Work to be completed: Print the data once more, exactly as supplied.

Entries shown:
——

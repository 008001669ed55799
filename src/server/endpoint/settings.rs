use std::sync::Arc;

use axum::extract::{Path, State};
use axum::http::StatusCode;
use axum::response::{IntoResponse, Response};
use axum::Json;
use serde::Deserialize;
use tracing::error;

use crate::database::settings::GuildSetting;
use crate::database::user_settings::UserSetting;
use crate::server::{extract_service, GuildPathParams};
use crate::service::setting::SettingService;
use crate::service::user_setting::UserSettingService;
use crate::service::Services;

#[derive(Deserialize)]
pub struct UserPathParams {
    pub user_id: String,
}

// /guilds/:guild_id/settings
pub async fn get_guild_setting(
    State(services): State<Arc<Services>>,
    Path(GuildPathParams { guild_id }): Path<GuildPathParams>,
) -> Result<Json<GuildSetting>, Response> {
    let setting_service =
        extract_service::<SettingService>(&services).map_err(|err| err.into_response())?;

    if !setting_service.contains_setting(&guild_id) {
        return Err((
            StatusCode::NOT_FOUND,
            Json("This server doesn't have any settings yet!"),
        )
            .into_response());
    }

    match setting_service.get_setting(&guild_id).await {
        Ok(setting) => Ok(Json(setting)),
        Err(err) => {
            error!("failed to read guild settings {}", err);
            Err(StatusCode::INTERNAL_SERVER_ERROR.into_response())
        }
    }
}

// /users/:user_id/settings
pub async fn get_user_setting(
    State(services): State<Arc<Services>>,
    Path(UserPathParams { user_id }): Path<UserPathParams>,
) -> Result<Json<UserSetting>, Response> {
    let user_setting_service =
        extract_service::<UserSettingService>(&services).map_err(|err| err.into_response())?;

    match user_setting_service.find_setting(&user_id).await {
        Some(setting) => Ok(Json(setting)),
        None => Err((
            StatusCode::NOT_FOUND,
            Json("This user doesn't have any settings yet!"),
        )
            .into_response()),
    }
}

#[cfg(test)]
mod tests {
    use super::*;
    use crate::commands::test_util::test_services;
    use crate::service::nintendo_network::MockNintendoNetworkApi;

    #[tokio::test]
    async fn provisioned_guild_settings_are_returned() {
        let services = Arc::new(test_services(MockNintendoNetworkApi::new()).await);

        let Ok(Json(setting)) = get_guild_setting(
            State(services.clone()),
            Path(GuildPathParams {
                guild_id: "guild".into(),
            }),
        )
        .await
        else {
            panic!("guild settings were not found");
        };
        assert_eq!(setting, GuildSetting::default());

        let Err(response) = get_guild_setting(
            State(services),
            Path(GuildPathParams {
                guild_id: "elsewhere".into(),
            }),
        )
        .await
        else {
            panic!("unknown guild returned settings");
        };
        assert_eq!(response.status(), StatusCode::NOT_FOUND);
    }

    #[tokio::test]
    async fn unknown_users_are_not_found() {
        let services = Arc::new(test_services(MockNintendoNetworkApi::new()).await);

        let response = get_user_setting(
            State(services.clone()),
            Path(UserPathParams {
                user_id: "user".into(),
            }),
        )
        .await;
        assert!(response.is_ok());

        let Err(response) = get_user_setting(
            State(services),
            Path(UserPathParams {
                user_id: "nobody".into(),
            }),
        )
        .await
        else {
            panic!("unknown user returned settings");
        };
        assert_eq!(response.status(), StatusCode::NOT_FOUND);
    }
}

——

Exercise solution:
repository 008001669ed55799
filename src/server/endpoint/settings.rs
use std::sync::Arc;

use axum::extract::{Path, State};
use axum::http::StatusCode;
use axum::response::{IntoResponse, Response};
use axum::Json;
use serde::Deserialize;
use tracing::error;

use crate::database::settings::GuildSetting;
use crate::database::user_settings::UserSetting;
use crate::server::{extract_service, GuildPathParams};
use crate::service::setting::SettingService;
use crate::service::user_setting::UserSettingService;
use crate::service::Services;

#[derive(Deserialize)]
pub struct UserPathParams {
    pub user_id: String,
}

// /guilds/:guild_id/settings
pub async fn get_guild_setting(
    State(services): State<Arc<Services>>,
    Path(GuildPathParams { guild_id }): Path<GuildPathParams>,
) -> Result<Json<GuildSetting>, Response> {
    let setting_service =
        extract_service::<SettingService>(&services).map_err(|err| err.into_response())?;

    if !setting_service.contains_setting(&guild_id) {
        return Err((
            StatusCode::NOT_FOUND,
            Json("This server doesn't have any settings yet!"),
        )
            .into_response());
    }

    match setting_service.get_setting(&guild_id).await {
        Ok(setting) => Ok(Json(setting)),
        Err(err) => {
            error!("failed to read guild settings {}", err);
            Err(StatusCode::INTERNAL_SERVER_ERROR.into_response())
        }
    }
}

// /users/:user_id/settings
pub async fn get_user_setting(
    State(services): State<Arc<Services>>,
    Path(UserPathParams { user_id }): Path<UserPathParams>,
) -> Result<Json<UserSetting>, Response> {
    let user_setting_service =
        extract_service::<UserSettingService>(&services).map_err(|err| err.into_response())?;

    match user_setting_service.find_setting(&user_id).await {
        Some(setting) => Ok(Json(setting)),
        None => Err((
            StatusCode::NOT_FOUND,
            Json("This user doesn't have any settings yet!"),
        )
            .into_response()),
    }
}

#[cfg(test)]
mod tests {
    use super::*;
    use crate::commands::test_util::test_services;
    use crate::service::nintendo_network::MockNintendoNetworkApi;

    #[tokio::test]
    async fn provisioned_guild_settings_are_returned() {
        let services = Arc::new(test_services(MockNintendoNetworkApi::new()).await);

        let Ok(Json(setting)) = get_guild_setting(
            State(services.clone()),
            Path(GuildPathParams {
                guild_id: "guild".into(),
            }),
        )
        .await
        else {
            panic!("guild settings were not found");
        };
        assert_eq!(setting, GuildSetting::default());

        let Err(response) = get_guild_setting(
            State(services),
            Path(GuildPathParams {
                guild_id: "elsewhere".into(),
            }),
        )
        .await
        else {
            panic!("unknown guild returned settings");
        };
        assert_eq!(response.status(), StatusCode::NOT_FOUND);
    }

    #[tokio::test]
    async fn unknown_users_are_not_found() {
        let services = Arc::new(test_services(MockNintendoNetworkApi::new()).await);

        let response = get_user_setting(
            State(services.clone()),
            Path(UserPathParams {
                user_id: "user".into(),
            }),
        )
        .await;
        assert!(response.is_ok());

        let Err(response) = get_user_setting(
            State(services),
            Path(UserPathParams {
                user_id: "nobody".into(),
            }),
        )
        .await
        else {
            panic!("unknown user returned settings");
        };
        assert_eq!(response.status(), StatusCode::NOT_FOUND);
    }
}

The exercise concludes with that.